- **What needs to be done**
The count of lines below that include the string "ChartData" is the whole answer.

____ Study material

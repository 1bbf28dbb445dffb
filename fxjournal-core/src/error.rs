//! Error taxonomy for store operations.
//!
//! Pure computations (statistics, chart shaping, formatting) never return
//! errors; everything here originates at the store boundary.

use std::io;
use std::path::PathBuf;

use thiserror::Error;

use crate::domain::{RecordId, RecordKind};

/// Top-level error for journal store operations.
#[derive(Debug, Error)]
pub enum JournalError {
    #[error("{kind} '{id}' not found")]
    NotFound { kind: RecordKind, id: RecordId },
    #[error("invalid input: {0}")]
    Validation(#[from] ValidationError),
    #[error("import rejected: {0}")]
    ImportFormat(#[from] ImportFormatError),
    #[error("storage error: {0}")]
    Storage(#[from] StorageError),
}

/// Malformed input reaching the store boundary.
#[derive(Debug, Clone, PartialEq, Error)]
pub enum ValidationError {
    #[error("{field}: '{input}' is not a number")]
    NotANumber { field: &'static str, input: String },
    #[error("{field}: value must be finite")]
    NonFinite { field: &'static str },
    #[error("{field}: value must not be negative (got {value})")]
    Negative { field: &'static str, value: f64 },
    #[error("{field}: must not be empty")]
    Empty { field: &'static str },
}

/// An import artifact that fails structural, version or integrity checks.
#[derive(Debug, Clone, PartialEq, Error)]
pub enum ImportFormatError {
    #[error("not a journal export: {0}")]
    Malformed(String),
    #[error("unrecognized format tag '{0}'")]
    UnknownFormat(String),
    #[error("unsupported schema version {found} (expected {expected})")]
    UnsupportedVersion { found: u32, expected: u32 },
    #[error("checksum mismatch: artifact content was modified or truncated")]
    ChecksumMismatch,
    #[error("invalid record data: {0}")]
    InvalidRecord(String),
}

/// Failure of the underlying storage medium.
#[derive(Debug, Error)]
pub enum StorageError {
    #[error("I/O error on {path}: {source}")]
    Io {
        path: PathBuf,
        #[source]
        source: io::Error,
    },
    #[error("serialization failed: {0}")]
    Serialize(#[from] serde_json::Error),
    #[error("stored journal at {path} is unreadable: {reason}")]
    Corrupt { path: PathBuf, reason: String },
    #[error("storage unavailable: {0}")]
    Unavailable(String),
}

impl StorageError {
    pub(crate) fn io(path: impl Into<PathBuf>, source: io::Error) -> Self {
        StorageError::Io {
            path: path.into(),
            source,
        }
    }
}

________
____ Study material

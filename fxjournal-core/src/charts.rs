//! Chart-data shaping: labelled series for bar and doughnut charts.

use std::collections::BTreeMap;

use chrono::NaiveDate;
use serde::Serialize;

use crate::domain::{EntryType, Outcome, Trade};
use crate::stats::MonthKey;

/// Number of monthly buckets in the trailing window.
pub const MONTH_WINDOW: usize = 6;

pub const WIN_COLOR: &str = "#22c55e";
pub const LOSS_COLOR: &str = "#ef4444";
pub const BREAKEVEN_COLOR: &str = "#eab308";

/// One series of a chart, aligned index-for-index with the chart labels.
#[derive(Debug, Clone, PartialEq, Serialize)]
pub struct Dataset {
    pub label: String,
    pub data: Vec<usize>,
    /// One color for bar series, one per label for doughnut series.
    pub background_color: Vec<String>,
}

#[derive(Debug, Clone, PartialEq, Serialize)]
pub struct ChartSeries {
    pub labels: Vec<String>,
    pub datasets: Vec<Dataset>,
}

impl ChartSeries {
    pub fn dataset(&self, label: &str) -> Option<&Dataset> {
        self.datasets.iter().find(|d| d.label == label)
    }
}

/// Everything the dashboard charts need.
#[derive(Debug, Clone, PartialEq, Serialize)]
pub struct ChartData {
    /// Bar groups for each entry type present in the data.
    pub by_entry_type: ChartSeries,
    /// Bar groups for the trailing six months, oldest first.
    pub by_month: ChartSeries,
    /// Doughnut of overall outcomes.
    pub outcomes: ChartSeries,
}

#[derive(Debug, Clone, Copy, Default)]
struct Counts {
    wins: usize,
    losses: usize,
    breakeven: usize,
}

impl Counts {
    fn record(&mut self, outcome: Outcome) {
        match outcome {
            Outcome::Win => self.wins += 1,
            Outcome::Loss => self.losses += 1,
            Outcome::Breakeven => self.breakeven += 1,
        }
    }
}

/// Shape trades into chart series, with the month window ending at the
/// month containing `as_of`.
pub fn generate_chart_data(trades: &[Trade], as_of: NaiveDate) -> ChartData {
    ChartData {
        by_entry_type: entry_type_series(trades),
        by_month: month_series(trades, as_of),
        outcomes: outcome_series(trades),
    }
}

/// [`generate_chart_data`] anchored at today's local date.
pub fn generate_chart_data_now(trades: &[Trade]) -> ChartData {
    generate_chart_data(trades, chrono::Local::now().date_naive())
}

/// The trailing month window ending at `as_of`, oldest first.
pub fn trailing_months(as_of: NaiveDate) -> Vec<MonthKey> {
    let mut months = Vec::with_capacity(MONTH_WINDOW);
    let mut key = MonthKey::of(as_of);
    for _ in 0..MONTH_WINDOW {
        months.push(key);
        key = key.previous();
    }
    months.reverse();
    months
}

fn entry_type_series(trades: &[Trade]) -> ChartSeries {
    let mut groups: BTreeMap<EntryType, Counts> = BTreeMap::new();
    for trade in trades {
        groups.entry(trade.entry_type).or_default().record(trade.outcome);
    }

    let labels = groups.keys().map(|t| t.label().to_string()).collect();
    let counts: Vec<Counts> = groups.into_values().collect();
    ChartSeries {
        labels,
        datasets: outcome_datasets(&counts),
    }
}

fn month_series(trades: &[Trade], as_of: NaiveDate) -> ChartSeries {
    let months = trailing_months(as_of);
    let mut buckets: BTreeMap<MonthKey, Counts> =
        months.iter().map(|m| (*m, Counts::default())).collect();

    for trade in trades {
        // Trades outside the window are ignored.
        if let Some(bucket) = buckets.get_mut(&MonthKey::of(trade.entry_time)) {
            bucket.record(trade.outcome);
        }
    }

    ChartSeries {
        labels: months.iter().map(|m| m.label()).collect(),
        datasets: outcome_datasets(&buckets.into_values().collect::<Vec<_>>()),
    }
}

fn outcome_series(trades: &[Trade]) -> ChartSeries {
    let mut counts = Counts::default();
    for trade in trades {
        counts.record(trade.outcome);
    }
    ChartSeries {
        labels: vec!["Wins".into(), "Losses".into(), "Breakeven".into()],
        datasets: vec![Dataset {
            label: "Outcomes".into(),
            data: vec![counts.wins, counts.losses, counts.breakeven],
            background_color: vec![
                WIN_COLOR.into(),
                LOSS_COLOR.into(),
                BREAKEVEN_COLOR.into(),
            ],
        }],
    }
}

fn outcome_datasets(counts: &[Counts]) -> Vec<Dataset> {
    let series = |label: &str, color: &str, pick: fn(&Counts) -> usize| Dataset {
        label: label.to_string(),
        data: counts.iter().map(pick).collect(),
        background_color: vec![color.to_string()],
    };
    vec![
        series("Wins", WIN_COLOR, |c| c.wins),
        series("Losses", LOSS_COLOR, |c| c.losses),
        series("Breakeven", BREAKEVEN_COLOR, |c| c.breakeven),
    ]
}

________

- **Response to the task**
4